I heavily documented my work with comments, though I don't know if I did a good job explaining the process, and I tend to notice a lot of grammatical errors when rereading my English writing.
This basically generalizes the algorithm described in Intel's paper to work for any CRC parameters. The paper does vaguely explain how to do handle the various cases that arise when using different parameters, but most implementations tend to be targeted towards a specific type of CRC.
The algorithm uses some clever, complicated math to reduce the data buffer to a much smaller one, and then computes the CRC using the new smaller buffer.
The Paper's algorithm goes this way: Fold-by-4 -> Fold-by-1 -> Fold to 64-bits -> Barret Reduction.

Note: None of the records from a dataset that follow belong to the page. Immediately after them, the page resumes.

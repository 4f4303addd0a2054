// Main entry point for the resource page server

use std::time::Duration;

use anyhow::{Context, Result};
use server_core::{
    server::{build_app, AppState},
    Config,
};
use tracing_subscriber::{layer::SubscriberExt, util::SubscriberInitExt};

#[tokio::main]
async fn main() -> Result<()> {
    // Initialize logging
    tracing_subscriber::registry()
        .with(
            tracing_subscriber::EnvFilter::try_from_default_env()
                .unwrap_or_else(|_| "info,server_core=debug,contentful_client=debug".into()),
        )
        .with(tracing_subscriber::fmt::layer())
        .init();

    tracing::info!("Starting resource page server");

    // Load configuration
    let config = Config::from_env().context("Failed to load configuration")?;
    tracing::info!(
        contentful = config.contentful.is_some(),
        default_slug = %config.default_slug,
        "Configuration loaded"
    );

    // Build application
    let state = AppState::from_config(&config);
    let app = build_app(state, Duration::from_secs(config.request_timeout_secs));

    // Start server
    let addr = format!("0.0.0.0:{}", config.port);
    tracing::info!("Starting server on {}", addr);
    tracing::info!("Resource page: http://localhost:{}/api/contentful?slug={}", config.port, config.default_slug);
    tracing::info!("Health check: http://localhost:{}/health", config.port);

    let listener = tokio::net::TcpListener::bind(&addr)
        .await
        .context("Failed to bind to address")?;

    axum::serve(listener, app)
        .with_graceful_shutdown(shutdown_signal())
        .await
        .context("Server error")?;

    Ok(())
}

async fn shutdown_signal() {
    if let Err(e) = tokio::signal::ctrl_c().await {
        tracing::error!(error = %e, "Failed to listen for shutdown signal");
    }
    tracing::info!("Shutting down");
}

Things get confusing by the end when you need to actually compute the CRC out of the smaller buffer, and the complexity doesn't really help improve the performance.

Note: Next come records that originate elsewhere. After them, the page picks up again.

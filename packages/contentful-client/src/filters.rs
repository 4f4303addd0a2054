//! Filter-group extraction and normalization.
//!
//! The `filterGroups` field has shipped both as a bare array and as
//! `{ "groups": [...] }`. Both shapes normalize to the same output.

use serde_json::Value;

use crate::fields::get_string;
use crate::types::{FilterField, FilterGroup};

const DEFAULT_GROUP_TITLE: &str = "Filters";

/// Unwrap the raw `filterGroups` value. Any other shape yields no groups.
pub fn extract_filter_groups(raw: Option<&Value>) -> Vec<Value> {
    match raw {
        Some(Value::Array(groups)) => groups.clone(),
        Some(Value::Object(wrapper)) => match wrapper.get("groups") {
            Some(Value::Array(groups)) => groups.clone(),
            _ => Vec::new(),
        },
        _ => Vec::new(),
    }
}

/// Normalize groups positionally. The output always has the input's length.
///
/// Groups without an `id` get `group-<index>`, which changes if the source
/// array is reordered.
pub fn normalize_filter_groups(raw_groups: &[Value]) -> Vec<FilterGroup> {
    raw_groups
        .iter()
        .enumerate()
        .map(|(index, raw)| {
            let group = raw.as_object();
            let get = |key: &str| group.and_then(|g| g.get(key));

            let options = match get("options") {
                Some(Value::Array(options)) => options.iter().map(option_label).collect(),
                _ => Vec::new(),
            };

            FilterGroup {
                id: get_string(get("id")).unwrap_or_else(|| format!("group-{index}")),
                title: get_string(get("title")).unwrap_or_else(|| DEFAULT_GROUP_TITLE.to_string()),
                field: get("field")
                    .and_then(Value::as_str)
                    .and_then(FilterField::parse)
                    .unwrap_or_default(),
                options,
            }
        })
        .collect()
}

fn option_label(option: &Value) -> String {
    match option {
        Value::String(s) => s.clone(),
        other => other.to_string(),
    }
}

My simplification of the algorithm: Fold-by-4 -> Lookup Table
I figured that I could do this after reading a section of the paper that stated that the new small buffer is "congruent" to the original. This doesn't affect performance much since the longer section (Fold-by-4) is still utilizing intrinsics. The software table algorithm is only used to reduce the remaining data (fewer than 200 bytes).
I've just finished it so I don't know if it's mature yet and it will definitely require further testing.
What do you think?